Per contrastare realmente la povertà, l’ineguaglianza e il cambiamento climatico, dovremmo sostituire quella logica con una che accetti il fatto che tali problemi sono il risultato delle azioni umane. E che il fatto di vivere in povertà non deve suscitare commenti, relativi a persone o popolazioni, diversi dalla semplice constatazione del loro vivere in povertà. Questo porterebbe a un tipo e un grado di cambiamento totale del senso comune. Ad esempio, si considererebbe ovvio tassare all’origine le emissioni di carbone e applicare sanzioni contro coloro che sono responsabili di accumulare circa ventisei trilioni di dollari nei paradisi fiscali. Si emanerebbero leggi che diano alle autorità locali il potere di revocare i permessi alle società per danni provocati alle persone e all’ambiente.
Ed ecco la grande questione: il denaro. Per quanto possa sembrare ridicolo, consentiamo alle banche private di controllare la fornitura dei dollari americani, degli euro e delle altre principali monete che accrescono l’economia globale. Queste banche fanno pagare a tutti, inclusi i Governi, gli interessi su ogni banconota, così da garantire un gettito continuo di denaro nelle loro casse, insieme ad un immenso potere. Ma sfortunatamente nessuno di questi temi finirà negli Obiettivi di Sviluppo Sostenibile, in quanto contraddicono l’attuale logica dominante e inoltre comperterebbero la ridistribuzione equa del potere e della ricchezza.
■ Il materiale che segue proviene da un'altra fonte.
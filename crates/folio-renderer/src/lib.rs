//! Markdown to Medium-flavored, sanitized HTML.
//!
//! Rendering happens in two steps:
//! - [`MarkdownRenderer`] converts markdown to HTML, writing classes from a
//!   [`ClassTable`] on opening tags as they are emitted
//! - [`sanitize`] reduces the result to an allow-list of elements,
//!   attributes and URI schemes chosen by [`UriPolicy`];
//!   [`sanitize_with_classes`] also classes raw HTML the renderer passed through
//!
//! # Example
//!
//! ```
//! use folio_renderer::{ClassTable, MarkdownRenderer, UriPolicy, sanitize};
//!
//! let mut renderer = MarkdownRenderer::new(ClassTable::medium());
//! let html = sanitize(&renderer.render("# Title\n\n<script>x</script>"), UriPolicy::DataSvg);
//! assert!(html.starts_with("<h1 class=\"graf graf--h1\">Title</h1>"));
//! assert!(!html.contains("script"));
//! ```

mod classes;
mod renderer;
mod sanitize;

pub use classes::{ClassTable, Element};
pub use renderer::MarkdownRenderer;
pub use sanitize::{UriPolicy, sanitize, sanitize_with_classes};
use std::path::PathBuf;
use std::time::Duration;

/// Failure of a single renderer invocation.
#[derive(Debug, thiserror::Error)]
pub enum RenderError {
    /// The temporary workspace could not be prepared.
    #[error("Failed to prepare render workspace: {0}")]
    Workspace(#[source] std::io::Error),
    /// The renderer process could not be started.
    #[error("Failed to start renderer '{program}': {source}")]
    Spawn {
        /// Program that was executed.
        program: String,
        /// Underlying I/O error.
        #[source]
        source: std::io::Error,
    },
    /// The renderer exited unsuccessfully.
    #[error("Renderer failed (exit code {exit_code}): {stderr}")]
    Failed {
        /// Exit code, or -1 when terminated by a signal.
        exit_code: i32,
        /// Captured standard error.
        stderr: String,
    },
    /// The renderer did not finish in time and was killed.
    #[error("Renderer timed out after {}s", .0.as_secs_f32())]
    Timeout(Duration),
    /// The renderer exited successfully but its output could not be read.
    #[error("Renderer output unreadable: {0}")]
    Output(#[source] std::io::Error),
}

/// Error type for diagram processing.
///
/// Ordinals are 0-based; messages show them 1-based to match the
/// `Mermaid diagram N` alt text.
#[derive(Debug, thiserror::Error)]
pub enum DiagramError {
    /// A diagram failed to render and the failure policy forbids degrading.
    #[error("{}: diagram {} failed to render: {source}", file.display(), ordinal + 1)]
    Render {
        /// Source document.
        file: PathBuf,
        /// 0-based block ordinal.
        ordinal: usize,
        /// Underlying renderer error.
        #[source]
        source: RenderError,
    },
    /// A diagram block would remain in output that cannot carry it.
    #[error("{}: diagram {} was not rendered ({reason})", file.display(), ordinal + 1)]
    Unrendered {
        /// Source document.
        file: PathBuf,
        /// 0-based block ordinal.
        ordinal: usize,
        /// Why the block was not rendered.
        reason: String,
    },
    /// Writing rendered output failed.
    #[error("Failed to write {}: {source}", path.display())]
    Io {
        /// Path being written.
        path: PathBuf,
        /// Underlying I/O error.
        #[source]
        source: std::io::Error,
    },
}
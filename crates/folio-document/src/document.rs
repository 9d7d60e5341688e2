//! Parsed posts.

use std::path::{Path, PathBuf};

use crate::DocumentError;
use crate::front_matter::{self, FrontMatter};

/// Base name that marks a page bundle's main file.
const INDEX_STEM: &str = "index";

/// A post read from disk.
///
/// Everything except the body is fixed at parse time. The body is replaced
/// step by step as the pipeline rewrites it.
#[derive(Debug, Clone)]
pub struct Document {
    slug: String,
    title: String,
    summary: Option<String>,
    front_matter: FrontMatter,
    source_path: PathBuf,
    body: String,
}

impl Document {
    /// Read and parse a post from disk.
    ///
    /// # Errors
    ///
    /// Returns [`DocumentError::Io`] if the file cannot be read and
    /// [`DocumentError::Parse`] if its front-matter is malformed.
    pub fn load(path: &Path) -> Result<Self, DocumentError> {
        let text = std::fs::read_to_string(path).map_err(|source| DocumentError::Io {
            path: path.to_path_buf(),
            source,
        })?;
        Self::parse(path, &text)
    }

    /// Parse a post from in-memory text.
    ///
    /// `path` is used for the slug, for resolving relative assets and in
    /// error messages; it is never read.
    ///
    /// # Errors
    ///
    /// Returns [`DocumentError::Parse`] if the front-matter is unterminated,
    /// is not valid YAML, is not a mapping, or has a non-scalar
    /// `title`/`tldr`/`summary`.
    pub fn parse(path: &Path, text: &str) -> Result<Self, DocumentError> {
        let parse_error = |message: String| DocumentError::Parse {
            path: path.to_path_buf(),
            message,
        };

        let (yaml, body) = front_matter::split(text).map_err(parse_error)?;
        let front_matter = match yaml {
            Some(yaml) => FrontMatter::parse(yaml).map_err(parse_error)?,
            None => FrontMatter::default(),
        };

        let slug = slug_for(path);
        let title = front_matter
            .text("title")
            .map_err(parse_error)?
            .filter(|t| !t.trim().is_empty())
            .unwrap_or_else(|| slug.clone());
        let summary = match front_matter.text("tldr").map_err(parse_error)? {
            Some(tldr) => Some(tldr),
            None => front_matter.text("summary").map_err(parse_error)?,
        }
        .filter(|s| !s.trim().is_empty());

        tracing::debug!(path = %path.display(), %slug, "Parsed document");

        Ok(Self {
            slug,
            title,
            summary,
            front_matter,
            source_path: path.to_path_buf(),
            body: body.to_owned(),
        })
    }

    /// Output identifier derived from the source path.
    #[must_use]
    pub fn slug(&self) -> &str {
        &self.slug
    }

    /// Front-matter title, or the slug when absent.
    #[must_use]
    pub fn title(&self) -> &str {
        &self.title
    }

    /// Short summary from `tldr`, falling back to `summary`.
    #[must_use]
    pub fn summary(&self) -> Option<&str> {
        self.summary.as_deref()
    }

    #[must_use]
    pub fn front_matter(&self) -> &FrontMatter {
        &self.front_matter
    }

    #[must_use]
    pub fn source_path(&self) -> &Path {
        &self.source_path
    }

    /// Directory containing the source file; relative assets resolve here.
    #[must_use]
    pub fn source_dir(&self) -> &Path {
        self.source_path.parent().unwrap_or(Path::new(""))
    }

    /// Current body text (front-matter removed).
    #[must_use]
    pub fn body(&self) -> &str {
        &self.body
    }

    /// Replace the body with a rewritten version.
    pub fn set_body(&mut self, body: String) {
        self.body = body;
    }
}

/// Derive a slug from a post path.
///
/// The slug is the file name without extension, except for `index` files,
/// which take the name of their containing directory (page bundles).
///
/// ```
/// use std::path::Path;
/// use folio_document::slug_for;
///
/// assert_eq!(slug_for(Path::new("posts/hello-world.md")), "hello-world");
/// assert_eq!(slug_for(Path::new("posts/my-post/index.md")), "my-post");
/// ```
#[must_use]
pub fn slug_for(path: &Path) -> String {
    let stem = path
        .file_stem()
        .map(|s| s.to_string_lossy().into_owned())
        .unwrap_or_default();

    if stem == INDEX_STEM
        && let Some(dir) = path.parent().and_then(Path::file_name)
    {
        return dir.to_string_lossy().into_owned();
    }
    stem
}

#[cfg(test)]
mod tests {
    use super::*;
    use pretty_assertions::assert_eq;

    #[test]
    fn test_slug_for_plain_file() {
        assert_eq!(slug_for(Path::new("content/posts/rust-notes.md")), "rust-notes");
    }

    #[test]
    fn test_slug_for_index_uses_directory() {
        assert_eq!(slug_for(Path::new("content/posts/my-post/index.md")), "my-post");
    }

    #[test]
    fn test_slug_for_bare_index() {
        assert_eq!(slug_for(Path::new("index.md")), "index");
    }

    #[test]
    fn test_parse_with_front_matter() {
        let text = "---\ntitle: Hello World\ntldr: Short version\n---\n\nBody text\n";
        let doc = Document::parse(Path::new("posts/hello/index.md"), text).unwrap();

        assert_eq!(doc.slug(), "hello");
        assert_eq!(doc.title(), "Hello World");
        assert_eq!(doc.summary(), Some("Short version"));
        assert_eq!(doc.body(), "\nBody text\n");
        assert_eq!(doc.source_dir(), Path::new("posts/hello"));
        assert_eq!(doc.front_matter().len(), 2);
    }

    #[test]
    fn test_parse_without_front_matter_defaults_title_to_slug() {
        let doc = Document::parse(Path::new("posts/plain.md"), "Just text").unwrap();
        assert_eq!(doc.title(), "plain");
        assert!(doc.summary().is_none());
        assert!(doc.front_matter().is_empty());
        assert_eq!(doc.body(), "Just text");
    }

    #[test]
    fn test_parse_summary_fallback() {
        let text = "---\nsummary: From summary\n---\nx";
        let doc = Document::parse(Path::new("a.md"), text).unwrap();
        assert_eq!(doc.summary(), Some("From summary"));
    }

    #[test]
    fn test_parse_tldr_wins_over_summary() {
        let text = "---\nsummary: Long\ntldr: Short\n---\nx";
        let doc = Document::parse(Path::new("a.md"), text).unwrap();
        assert_eq!(doc.summary(), Some("Short"));
    }

    #[test]
    fn test_parse_blank_title_falls_back_to_slug() {
        let text = "---\ntitle: \"\"\n---\nx";
        let doc = Document::parse(Path::new("posts/blank.md"), text).unwrap();
        assert_eq!(doc.title(), "blank");
    }

    #[test]
    fn test_parse_unterminated_front_matter_names_file() {
        let err = Document::parse(Path::new("posts/broken.md"), "---\ntitle: x\n").unwrap_err();
        assert!(matches!(err, DocumentError::Parse { .. }));
        assert!(err.to_string().contains("posts/broken.md"));
    }

    #[test]
    fn test_parse_invalid_yaml() {
        let err = Document::parse(Path::new("bad.md"), "---\ntitle: [x\n---\n").unwrap_err();
        assert!(matches!(err, DocumentError::Parse { .. }));
    }

    #[test]
    fn test_parse_list_title_is_error() {
        let err = Document::parse(Path::new("bad.md"), "---\ntitle: [a, b]\n---\n").unwrap_err();
        assert!(err.to_string().contains("'title' must be a string"));
    }

    #[test]
    fn test_set_body() {
        let mut doc = Document::parse(Path::new("a.md"), "old").unwrap();
        doc.set_body("new".to_owned());
        assert_eq!(doc.body(), "new");
    }

    #[test]
    fn test_load_missing_file() {
        let err = Document::load(Path::new("/no/such/post.md")).unwrap_err();
        assert!(matches!(err, DocumentError::Io { .. }));
    }

    #[test]
    fn test_load_from_disk() {
        let dir = tempfile::tempdir().unwrap();
        let path = dir.path().join("post.md");
        std::fs::write(&path, "---\ntitle: On Disk\n---\nHi").unwrap();

        let doc = Document::load(&path).unwrap();
        assert_eq!(doc.title(), "On Disk");
        assert_eq!(doc.source_path(), path);
    }
}
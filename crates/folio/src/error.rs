//! CLI error types.

use folio_bundle::BundleError;
use folio_config::ConfigError;
use folio_document::DocumentError;

/// CLI error type.
#[derive(Debug, thiserror::Error)]
pub(crate) enum CliError {
    #[error("{0}")]
    Config(#[from] ConfigError),

    #[error("{0}")]
    Io(#[from] std::io::Error),

    #[error("{0}")]
    Document(#[from] DocumentError),

    #[error("{0}")]
    Bundle(#[from] BundleError),

    #[error("No markdown files to process")]
    NoInput,

    #[error("{failed} of {total} document(s) failed")]
    Failed { failed: usize, total: usize },

    #[error("{0}")]
    Validation(String),
}
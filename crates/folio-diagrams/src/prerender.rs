//! Pre-rendering diagrams into a post's source directory.

use std::fs;
use std::path::{Path, PathBuf};

use folio_document::slug_for;

use crate::{DiagramError, DiagramRenderer, SubstitutionPolicy};

/// Summary of a pre-rendered file.
#[derive(Debug, Clone, PartialEq, Eq)]
pub struct PrerenderReport {
    pub path: PathBuf,
    /// SVG files written into `<post dir>/images/`.
    pub written: Vec<String>,
}

/// Render a post's Mermaid blocks into `<post dir>/images/` and rewrite the
/// markdown file in place with linked images.
///
/// SVGs are rendered into a staging directory next to the post and only
/// moved into `images/` once every block has rendered. A file without
/// blocks is left untouched.
///
/// # Errors
///
/// Returns [`DiagramError::Io`] if the file cannot be read or written, and
/// [`DiagramError::Unrendered`] if any diagram fails; neither the markdown
/// file nor `images/` is modified in that case.
pub fn prerender_file(path: &Path, renderer: &DiagramRenderer) -> Result<PrerenderReport, DiagramError> {
    let text = fs::read_to_string(path).map_err(|source| DiagramError::Io {
        path: path.to_path_buf(),
        source,
    })?;

    let slug = slug_for(path);
    let post_dir = match path.parent() {
        Some(parent) if !parent.as_os_str().is_empty() => parent,
        _ => Path::new("."),
    };
    let staging = tempfile::Builder::new()
        .prefix(".folio-svg-")
        .tempdir_in(post_dir)
        .map_err(|source| DiagramError::Io {
            path: post_dir.to_path_buf(),
            source,
        })?;

    let outcome = renderer.process(
        &text,
        path,
        &SubstitutionPolicy::Link {
            images_dir: staging.path(),
            slug: &slug,
        },
    )?;

    let written: Vec<String> = outcome
        .rendered
        .into_iter()
        .filter_map(|d| d.file_name)
        .collect();

    if written.is_empty() {
        tracing::info!(path = %path.display(), "No mermaid blocks found");
    } else {
        let images_dir = post_dir.join("images");
        publish_images(staging.path(), &images_dir, &written)?;
        fs::write(path, &outcome.body).map_err(|source| DiagramError::Io {
            path: path.to_path_buf(),
            source,
        })?;
        tracing::info!(path = %path.display(), count = written.len(), "Rendered diagrams");
    }

    Ok(PrerenderReport {
        path: path.to_path_buf(),
        written,
    })
}

/// Move staged SVGs into the post's `images/` directory.
fn publish_images(staging: &Path, images_dir: &Path, names: &[String]) -> Result<(), DiagramError> {
    fs::create_dir_all(images_dir).map_err(|source| DiagramError::Io {
        path: images_dir.to_path_buf(),
        source,
    })?;
    for name in names {
        let target = images_dir.join(name);
        fs::rename(staging.join(name), &target)
            .map_err(|source| DiagramError::Io { path: target, source })?;
    }
    Ok(())
}
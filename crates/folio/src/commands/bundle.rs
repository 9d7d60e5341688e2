//! `folio bundle` command implementation.

use std::fs;
use std::io;
use std::path::{Component, Path, PathBuf};

use clap::Args;
use folio_bundle::BundleBuilder;
use folio_config::{BundleDiagramMode, CliSettings, Config};

use super::{InputArgs, diagram_renderer};
use crate::error::CliError;
use crate::output::Output;

/// Arguments for the bundle command.
#[derive(Args)]
pub(crate) struct BundleArgs {
    #[command(flatten)]
    input: InputArgs,

    /// Output root for bundles; cleared on every run (overrides config).
    #[arg(short, long)]
    output_dir: Option<PathBuf>,

    /// Mermaid CLI program (overrides discovery).
    #[arg(long)]
    mmdc: Option<String>,
}

impl BundleArgs {
    pub(crate) fn execute(self, config_path: Option<&Path>) -> Result<(), CliError> {
        let output = Output::new();

        let cli_settings = CliSettings {
            source_dir: self.input.source_dir.clone(),
            bundle_dir: self.output_dir,
            renderer_program: self.mmdc,
            ..CliSettings::default()
        };
        let config = Config::load(config_path, Some(&cli_settings))?;

        let output_root = &config.bundle_resolved.output_dir;
        check_output_root(output_root, &config.content_resolved.source_dir)?;

        let paths = self.input.collect(&config)?;
        output.info(&format!("Processing {} file(s)", paths.len()));

        let builder = BundleBuilder::new(output_root.clone(), diagram_renderer(&config.diagrams_resolved))
            .forbid_diagrams(config.bundle_resolved.diagrams == BundleDiagramMode::Forbid);

        let report = builder.run(&paths)?;
        output.batch(&report);
        output.info(&format!("Output directory: {}", output_root.display()));

        if !report.is_success() {
            return Err(CliError::Failed {
                failed: report.failed.len(),
                total: report.total(),
            });
        }
        Ok(())
    }
}

/// Refuse output roots whose clearing would delete the sources.
///
/// Both paths are made absolute first, so `.` or `content/..` are caught.
fn check_output_root(output_root: &Path, source_dir: &Path) -> Result<(), CliError> {
    let root = resolve_path(output_root)?;
    let source = resolve_path(source_dir)?;
    if source.starts_with(&root) {
        return Err(CliError::Validation(format!(
            "Bundle output directory {} contains the source directory {}",
            output_root.display(),
            source_dir.display()
        )));
    }
    Ok(())
}

/// Canonical path when it exists, otherwise the lexically normalized
/// absolute path.
fn resolve_path(path: &Path) -> io::Result<PathBuf> {
    match fs::canonicalize(path) {
        Ok(resolved) => Ok(resolved),
        Err(err) if err.kind() == io::ErrorKind::NotFound => {
            let mut normalized = PathBuf::new();
            for component in std::path::absolute(path)?.components() {
                match component {
                    Component::CurDir => {}
                    Component::ParentDir => {
                        normalized.pop();
                    }
                    other => normalized.push(other),
                }
            }
            Ok(normalized)
        }
        Err(err) => Err(err),
    }
}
Quando consentiamo di farci coinvolgere da quei processi in cui, ormai lo sappiamo, sono collocati gli Obiettivi di Sviluppo Sostenibile, non facciamo che peggiorare i problemi. Ogni briciola di credibilità attribuita ad ogni singolo passaggio non fa altro che allontanare il centro del dibattito da dove dovrebbe essere. Solo quando le Nazioni Unite useranno i loro poteri, risorse e privilegi, per promuovere politiche basate sui suoi più alti ideali, potremo essere d’aiuto, a ciascuno di noi e al mondo intero, spostando la nostra attenzione per cercare nuove forme di cambiamento.